Thursday, January 25, 2024

Role-Playing is Not Essential to Adventure Gaming

TL; DR: For me, adventure gaming is funnest when the emphasis is on making consequential choices and creative problem-solving, rather than on strictly "doing what your character would do," and old-school encounter, morale, and reaction checks (and quality OSR modules) support this emphasis and make the game surprising and fun for me as a game-runner.

I'm looking forward to running a dungeon crawley game at a local puppet and mask theater as part of a fundraiser this coming Sunday. I'll be running The Incandescent Grottoes connected to The Hole in the Oak using Adventure Hour! and pregens made with a random character generator tailored to those adventures (a generator I plan to publish someday soon). But that is not what this post is about.



I'll be running the game for four hours as an open table event, where people can come and go. I hope to get some players that have never played adventure games, because I find brand-new players to be exceptionally creative and fun, and because I love introducing my favorite hobby to others. 

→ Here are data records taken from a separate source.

//! Runtime layout for growable containers and structs
//!
//! Every array and string value is a handle to a three-word header
//! `{size: i32, capacity: i32, data: ptr}`. Literals size their buffer to
//! the next power of two; mutating operations grow by doubling, copying the
//! live elements into a fresh buffer (the old buffer is not released).
//! Strings keep one extra slot for the NUL terminator and re-terminate
//! after every mutation.
//!
//! Internal struct instances live behind one extra indirection cell so that
//! copying the "value" aliases the same aggregate (reference semantics);
//! extern structs are stored and passed as raw aggregates.

use super::Compiler;
use crate::ast::Molecule;
use crate::ir::{array_header_type, CmpOp, IrType, VReg};
use crate::typeck::Ty;

/// Which of the two growing mutators is being lowered
#[derive(Debug, Clone, Copy, PartialEq, Eq)]
pub(crate) enum GrowKind {
    Append,
    Insert,
}

/// Initial capacity for a literal with `len` elements: next power of two,
/// minimum 1. Strings pass `len + 1` to reserve the terminator slot.
pub(crate) fn literal_capacity(len: usize) -> usize {
    len.max(1).next_power_of_two()
}

impl Compiler {
    // ============ Header plumbing ============

    /// Allocate a header and fill in `{size, capacity, data}`
    pub(crate) fn build_header(&mut self, size: VReg, capacity: VReg, data: VReg) -> VReg {
        let header_ty = array_header_type();
        let header = self.builder.alloca(header_ty.clone());

        let size_ptr = self.builder.get_field_ptr(header, header_ty.clone(), 0);
        self.builder.store(size_ptr, size);
        let cap_ptr = self.builder.get_field_ptr(header, header_ty.clone(), 1);
        self.builder.store(cap_ptr, capacity);
        let data_ptr_ptr = self.builder.get_field_ptr(header, header_ty, 2);
        self.builder.store(data_ptr_ptr, data);

        header
    }

    /// Wrap a pointer in a fresh indirection cell — the uniform handle
    /// shape
    pub(crate) fn wrap_handle(&mut self, ptr: VReg) -> VReg {
        let cell = self.builder.alloca(IrType::Ptr);
        self.builder.store(cell, ptr);
        cell
    }

    /// Load the header pointer plus its three fields from a container
    /// handle; returns (header_ptr, size, size_ptr, capacity, cap_ptr,
    /// data, data_ptr_ptr).
    #[allow(clippy::type_complexity)]
    fn load_header(&mut self, handle: VReg) -> (VReg, VReg, VReg, VReg, VReg, VReg, VReg) {
        let header_ty = array_header_type();
        let header = self.builder.load(handle, IrType::Ptr);

        let size_ptr = self.builder.get_field_ptr(header, header_ty.clone(), 0);
        let size = self.builder.load(size_ptr, IrType::I32);
        let cap_ptr = self.builder.get_field_ptr(header, header_ty.clone(), 1);
        let capacity = self.builder.load(cap_ptr, IrType::I32);
        let data_ptr_ptr = self.builder.get_field_ptr(header, header_ty, 2);
        let data = self.builder.load(data_ptr_ptr, IrType::Ptr);

        (header, size, size_ptr, capacity, cap_ptr, data, data_ptr_ptr)
    }

    /// `zext(count) * sizeof(elem)` as an i64 byte count
    fn byte_count(&mut self, count: VReg, elem: &IrType) -> VReg {
        let wide = self.builder.zext(count, IrType::I64);
        let elem_size = self.builder.const_i64(elem.size() as i64);
        self.builder.mul(wide, elem_size)
    }

    // ============ Literals ============

    /// Build a string literal's header and character buffer in place
    pub(crate) fn string_literal(&mut self, text: &str) -> VReg {
        let bytes = text.as_bytes();
        let size = bytes.len();
        let capacity = literal_capacity(size + 1);

        let buffer = self.builder.alloca(IrType::array(IrType::I8, size + 1));
        for (i, &byte) in bytes.iter().enumerate() {
            let idx = self.builder.const_int(i as i32);
            let ptr = self.builder.get_element_ptr(buffer, IrType::I8, idx);
            let value = self.builder.const_char(byte);
            self.builder.store(ptr, value);
        }
        let nul_idx = self.builder.const_int(size as i32);
        let nul_ptr = self.builder.get_element_ptr(buffer, IrType::I8, nul_idx);
        let nul = self.builder.const_char(0);
        self.builder.store(nul_ptr, nul);

        let size_c = self.builder.const_int(size as i32);
        let cap_c = self.builder.const_int(capacity as i32);
        let header = self.build_header(size_c, cap_c, buffer);
        self.wrap_handle(header)
    }

    /// `[e1 e2 ...]`: a growable array literal
    pub(crate) fn array_literal(&mut self, molecule: &Molecule, args: &[VReg]) -> Option<VReg> {
        if args.is_empty() {
            return None;
        }

        let elem_ty = self.first_arg_ty(molecule);
        let elem = elem_ty.native();
        let size = args.len();
        let capacity = literal_capacity(size);

        let buffer = self.builder.alloca(IrType::array(elem.clone(), size));
        for (i, &value_ptr) in args.iter().enumerate() {
            let value = self.builder.load(value_ptr, elem.clone());
            let idx = self.builder.const_int(i as i32);
            let ptr = self.builder.get_element_ptr(buffer, elem.clone(), idx);
            self.builder.store(ptr, value);
        }

        let size_c = self.builder.const_int(size as i32);
        let cap_c = self.builder.const_int(capacity as i32);
        let header = self.build_header(size_c, cap_c, buffer);
        Some(self.wrap_handle(header))
    }

    /// `Person:[...]`: a struct literal. Extern structs hand back the
    /// aggregate's own storage; internal structs go behind an indirection
    /// cell.
    pub(crate) fn struct_literal(&mut self, molecule: &Molecule) -> Option<VReg> {
        let name = molecule.ty.clone()?;
        let def = self.ctx.structs.get(&name)?.clone();

        for child in molecule.predicate() {
            if self.value_of(child).is_none() {
                self.compile_particle(child);
            }
        }

        let agg = IrType::Named(def.name.clone());
        let instance = self.builder.alloca(agg.clone());

        for (i, child) in molecule.predicate().iter().enumerate() {
            let Some(value_ptr) = self.value_of(child) else {
                continue;
            };
            let Some(field_ty) = def.field_types.get(i) else {
                break;
            };
            let value = self.builder.load(value_ptr, field_ty.native());
            let field_ptr = self.builder.get_field_ptr(instance, agg.clone(), i as u32);
            self.builder.store(field_ptr, value);
        }

        let handle = if def.is_extern {
            instance
        } else {
            self.wrap_handle(instance)
        };
        self.ctx.node_values.insert(molecule.id, handle);
        Some(handle)
    }

    // ============ Element access ============

    /// `(len a)`
    pub(crate) fn array_len(&mut self, args: &[VReg]) -> Option<VReg> {
        let &[handle, ..] = args else {
            return None;
        };
        let (_, size, ..) = self.load_header(handle);
        let slot = self.builder.alloca(IrType::I32);
        self.builder.store(slot, size);
        Some(slot)
    }

    /// `(get a i)`: unchecked element read
    pub(crate) fn array_get(&mut self, molecule: &Molecule, args: &[VReg]) -> Option<VReg> {
        let &[handle, index_ptr, ..] = args else {
            return None;
        };
        let elem = self.first_arg_ty(molecule).element().native();

        let (.., data, _) = self.load_header(handle);
        let index = self.builder.load(index_ptr, IrType::I32);
        let elem_ptr = self.builder.get_element_ptr(data, elem.clone(), index);
        let value = self.builder.load(elem_ptr, elem.clone());

        let slot = self.builder.alloca(elem);
        self.builder.store(slot, value);
        Some(slot)
    }

    /// `(set a i v)`: unchecked element write
    pub(crate) fn array_set(&mut self, molecule: &Molecule, args: &[VReg]) -> Option<VReg> {
        let &[handle, index_ptr, value_ptr, ..] = args else {
            return None;
        };
        let elem = self.first_arg_ty(molecule).element().native();

        let (.., data, _) = self.load_header(handle);
        let index = self.builder.load(index_ptr, IrType::I32);
        let elem_ptr = self.builder.get_element_ptr(data, elem.clone(), index);
        let value = self.builder.load(value_ptr, elem);
        self.builder.store(elem_ptr, value);
        None
    }

    // ============ Growing mutators ============

    /// `(append a v)` / `(insert a i v)`: grow by doubling when full, then
    /// write. Insert shifts the tail right with an overlap-safe move.
    pub(crate) fn array_grow_insert(
        &mut self,
        molecule: &Molecule,
        args: &[VReg],
        kind: GrowKind,
    ) -> Option<VReg> {
        let needed = if kind == GrowKind::Append { 2 } else { 3 };
        if args.len() < needed {
            return None;
        }
        let handle = args[0];

        let self_ty = self.first_arg_ty(molecule);
        let is_str = self_ty == Ty::Str;
        let elem = self_ty.element().native();

        let (_, size, size_ptr, capacity, cap_ptr, data, data_ptr_ptr) = self.load_header(handle);

        // Strings reserve a slot for the terminator: grow when size+1
        // reaches capacity. Arrays grow when exactly full.
        let full = if is_str {
            let one = self.builder.const_int(1);
            let size_plus = self.builder.add(size, one);
            self.builder.icmp(CmpOp::Uge, size_plus, capacity)
        } else {
            self.builder.icmp(CmpOp::Eq, size, capacity)
        };

        let grow_block = self.builder.create_block();
        let cont_block = self.builder.create_block();
        self.builder.cond_br(full, grow_block, cont_block);

        // Grow: new buffer of max(1, capacity*2) elements, copy the live
        // prefix, update the header. The old buffer is left behind.
        self.builder.start_block(grow_block);
        let zero = self.builder.const_int(0);
        let cap_is_zero = self.builder.icmp(CmpOp::Eq, capacity, zero);
        let two = self.builder.const_int(2);
        let doubled = self.builder.mul(capacity, two);
        let one = self.builder.const_int(1);
        let new_cap = self.builder.select(cap_is_zero, one, doubled);

        let new_bytes = self.byte_count(new_cap, &elem);
        let new_data = self.builder.malloc_bytes(new_bytes);
        let live_bytes = self.byte_count(size, &elem);
        self.builder.memcpy(new_data, data, live_bytes);

        self.builder.store(cap_ptr, new_cap);
        self.builder.store(data_ptr_ptr, new_data);
        self.builder.br(cont_block);

        self.builder.start_block(cont_block);
        let data = self.builder.load(data_ptr_ptr, IrType::Ptr);

        let (index, value_ptr) = match kind {
            GrowKind::Append => (size, args[1]),
            GrowKind::Insert => {
                let index = self.builder.load(args[1], IrType::I32);
                (index, args[2])
            }
        };
        let value = self.builder.load(value_ptr, elem.clone());

        if kind == GrowKind::Insert {
            // Shift [index, size) one slot right before writing
            let move_count = self.builder.sub(size, index);
            let move_bytes = self.byte_count(move_count, &elem);
            let src = self.builder.get_element_ptr(data, elem.clone(), index);
            let one = self.builder.const_int(1);
            let index_plus = self.builder.add(index, one);
            let dst = self.builder.get_element_ptr(data, elem.clone(), index_plus);
            self.builder.memmove(dst, src, move_bytes);
        }

        let write_ptr = self.builder.get_element_ptr(data, elem.clone(), index);
        self.builder.store(write_ptr, value);

        let one = self.builder.const_int(1);
        let new_size = self.builder.add(size, one);
        self.builder.store(size_ptr, new_size);

        if is_str {
            self.terminate_string(data, &elem, new_size);
        }

        Some(handle)
    }

    /// `(remove a i)`: shift the tail left and shrink
    pub(crate) fn array_remove(&mut self, molecule: &Molecule, args: &[VReg]) -> Option<VReg> {
        let &[handle, index_ptr, ..] = args else {
            return None;
        };
        let self_ty = self.first_arg_ty(molecule);
        let is_str = self_ty == Ty::Str;
        let elem = self_ty.element().native();

        let (_, size, size_ptr, _, _, data, _) = self.load_header(handle);

        let index = self.builder.load(index_ptr, IrType::I32);
        let one = self.builder.const_int(1);
        let after = self.builder.sub(size, index);
        let move_count = self.builder.sub(after, one);
        let move_bytes = self.byte_count(move_count, &elem);

        let dst = self.builder.get_element_ptr(data, elem.clone(), index);
        let index_plus = self.builder.add(index, one);
        let src = self.builder.get_element_ptr(data, elem.clone(), index_plus);
        self.builder.memmove(dst, src, move_bytes);

        let new_size = self.builder.sub(size, one);
        self.builder.store(size_ptr, new_size);

        if is_str {
            self.terminate_string(data, &elem, new_size);
        }

        Some(handle)
    }

    /// `(pop_back a)`: shrink and hand back the element just past the new
    /// size
    pub(crate) fn array_pop_back(&mut self, molecule: &Molecule, args: &[VReg]) -> Option<VReg> {
        let &[handle, ..] = args else {
            return None;
        };
        let self_ty = self.first_arg_ty(molecule);
        let is_str = self_ty == Ty::Str;
        let elem = self_ty.element().native();

        let (_, size, size_ptr, _, _, data, _) = self.load_header(handle);

        let one = self.builder.const_int(1);
        let new_size = self.builder.sub(size, one);
        self.builder.store(size_ptr, new_size);

        let elem_ptr = self.builder.get_element_ptr(data, elem.clone(), new_size);
        let value = self.builder.load(elem_ptr, elem.clone());

        if is_str {
            self.terminate_string(data, &elem, new_size);
        }

        let slot = self.builder.alloca(elem);
        self.builder.store(slot, value);
        Some(slot)
    }

    /// Write the NUL just past `size`
    fn terminate_string(&mut self, data: VReg, elem: &IrType, size: VReg) {
        let nul_ptr = self.builder.get_element_ptr(data, elem.clone(), size);
        let nul = self.builder.const_char(0);
        self.builder.store(nul_ptr, nul);
    }
}

#[cfg(test)]
mod tests {
    use super::literal_capacity;

    #[test]
    fn test_literal_capacity() {
        // arrays: next power of two >= count, minimum 1
        assert_eq!(literal_capacity(0), 1);
        assert_eq!(literal_capacity(1), 1);
        assert_eq!(literal_capacity(2), 2);
        assert_eq!(literal_capacity(3), 4);
        assert_eq!(literal_capacity(5), 8);
        // strings pass len+1: "bob" -> 4, "menu" -> 8
        assert_eq!(literal_capacity(3 + 1), 4);
        assert_eq!(literal_capacity(4 + 1), 8);
    }
}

As I look forward to this game and introducing new players, I'm thinking about how folks approach playing an adventure game. One valid approach, and one suggested by the title “role-playing game," is “doing what your character would do.”  The street vendor is storing their meat with their dairy? Well, since my character is a food safety inspector, I’m gonna fine their ass! 

To me, however, it is important that this is not the only valid approach to playing the game. Two other valid approaches are: making a choice that you find funny/fun/interesting (and that's not obnoxious or hurtful to other players), and: asking other players for input on what to do. 

I'm imagining a new player at my event asking "I'm thinking about grabbing the jewels out of the statues' eye sockets, what do y'all think? Is that a good move?" One player might reply, "It's gonna breathe fire on us or something if you do that…Let's all get somewhere safe first and then go for it." Someone else might say, "That's your decision. You have to think what your character would do and just do it. We can't make your move for you." Those are both valid responses to the question about whether to steal the jewel eyes, but the second one rubs me the wrong way. If I were referee, I'd be sure to say: "Doing what your character would do is one way to play, but it's also OK to just do what you as the player think would be fun, and it is totally OK to ask other players for their input."

Credit: Credit: cheezedoodle96 on DeviantArt

In unpacking why I think players should be free to choose among various approaches, my mind turned to the essence of adventure gaming. We may sometimes call these games "role-playing games," but for me their defining (and funnest) feature is not playing a role or "doing what your character would do." They have that feature in common theater.

Combat is also not the defining aspect of adventure games, because it's also a part of skirmish war games, video games, and backyard wrestling-while-pretending-to-be-anime-characters. 

Making consequential choices and problem-solving is closer to the heart of tabletop adventure games, but you can also make such choices in video game RPG's. Problem-solving in tabletop games is limited only by the imagination, but programing and mechanics limit character's possible actions in video games. (Incidentally, I think exploits and glitches are the most playful play to be had in video games, because exploiting is properly toying with game elements in creative, unpredicted ways).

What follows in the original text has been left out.